Elfrith was appointed admiral of the colony's military forces in 1631, and Black Rock Fort the following year, remaining the overall military commander for over seven years. During this time, Elfrith served as a guide to other privateers and sea captains arriving in the Caribbean. As early as 1631, he warned of places where English ships might be attacked by natives or escaped slaves including the areas of Dominica and Trujillo.

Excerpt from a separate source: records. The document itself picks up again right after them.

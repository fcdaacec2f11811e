#[derive(Clone, Copy, Debug)]
pub(crate) struct Fnv1a64(u64);

impl Fnv1a64 {
    pub(crate) const OFFSET_BASIS: u64 = 0xcbf2_9ce4_8422_2325;
    const PRIME: u64 = 0x0000_0100_0000_01B3;

    pub(crate) fn new(seed: u64) -> Self {
        Self(seed)
    }

    pub(crate) fn new_default() -> Self {
        Self::new(Self::OFFSET_BASIS)
    }

    pub(crate) fn write_u64(&mut self, v: u64) {
        self.write_bytes(&v.to_le_bytes());
    }

    pub(crate) fn write_bytes(&mut self, bytes: &[u8]) {
        let mut h = self.0;
        for &b in bytes {
            h ^= u64::from(b);
            h = h.wrapping_mul(Self::PRIME);
        }
        self.0 = h;
    }

    pub(crate) fn finish(self) -> u64 {
        self.0
    }
}

/// Seed for one named formation within a show.
pub(crate) fn formation_seed(show_seed: u64, name: &str) -> u64 {
    let mut h = Fnv1a64::new_default();
    h.write_u64(show_seed);
    h.write_bytes(name.as_bytes());
    h.finish()
}

/// Small deterministic generator (SplitMix64) used for formation jitter.
#[derive(Clone, Copy, Debug)]
pub struct Rng64 {
    state: u64,
}

impl Rng64 {
    /// Seed a new generator.
    pub fn new(seed: u64) -> Self {
        Self { state: seed }
    }

    /// Next raw 64-bit value.
    pub fn next_u64(&mut self) -> u64 {
        self.state = self.state.wrapping_add(0x9E37_79B9_7F4A_7C15);
        let mut z = self.state;
        z = (z ^ (z >> 30)).wrapping_mul(0xBF58_476D_1CE4_E5B9);
        z = (z ^ (z >> 27)).wrapping_mul(0x94D0_49BB_1331_11EB);
        z ^ (z >> 31)
    }

    /// Uniform value in `[0, 1)`.
    pub fn next_f64_01(&mut self) -> f64 {
        // 53 bits of precision.
        let v = self.next_u64() >> 11;
        (v as f64) * (1.0 / ((1u64 << 53) as f64))
    }

    /// Uniform value in `[lo, hi)`.
    pub fn range(&mut self, lo: f64, hi: f64) -> f64 {
        lo + (hi - lo) * self.next_f64_01()
    }
}

/// Stateless hash of `(seed, x)` to a uniform value in `[0, 1)`.
pub(crate) fn noise01(seed: u64, x: u64) -> f64 {
    let mut rng = Rng64::new(seed ^ x.wrapping_mul(0xD6E8_FEB8_6659_FD93));
    rng.next_f64_01()
}

#[cfg(test)]
#[path = "../../tests/unit/foundation/math.rs"]
mod tests;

That same year, he left on an unauthorized expedition to Central America where he attacked and captured a Spanish frigate in Cape Gracias a Dios although he was forced to leave behind a pinnace before returning to Providence Island. This attack was considered an act of piracy as he did not have a letter of marque from the Providence Island Company. The incident was also condemned by the colonists, concerned that the colony might be seen as a base for privateering, and wrote to friends and family in England believing Elfrith's reckless behavior was endangering the colony. Elfrith's raid not only revealed the colony's presence to the Spaniards but left the colony open to attack before adequate fortifications could be built. It is speculated that Elfrith may have tried to intentionally provoke the Spaniards to attack the colony believing the privateering commissions would be granted in order to retaliate. Later that year, Elfrith entertained the Dutch privateer Diego El Mulato in the colony further angering the residents and the PIC. Although an enemy of the Spanish and a well-known officer under Piet Hein, it was thought dangerous to invite any privateer into the colony to see its defenses.

In an effort to make peace with the company, he gave them his Logbook which contained an elaborate manuscript describing the coastlines and the navigation directions of the Caribbean. Considered by modern editors and cartographers as "remarkably accurate", Elfrith wrote that he had compiled this information during his exploration and privateering voyages for his own use and felt that he should make it available to English captains as many of the other "ancient seamen" who also knew these charts were now dead and that the "drafts and platts made in England were very false". Also included were details for the approaches of the Mosquito Coast and the Bay of Trujilo as well as Providence Island itself.
===1630s===
In 1632, he and Samuel Axe, the other principal military commander, became involved in an argument resulting in Axe leaving the colony and the PIC. A dispute between the two first arose at the first harvest of the island's first tobacco crop. The PIC had made a vague mention of Elfrith, Axe and Bell receiving a portion for their efforts in establishing the colony with Elfrith and Axe arguing over their shares. The two also disagreed of the strategic value of Warwick Fort. Axe ultimately decided to leave the colony because of this dispute.

In 1636, Elfrith resumed privateering upon receiving a letter of marque from the PIC. He was replaced by Governor Robert Hunt in April 1638, however he continued as a privateer until 1641.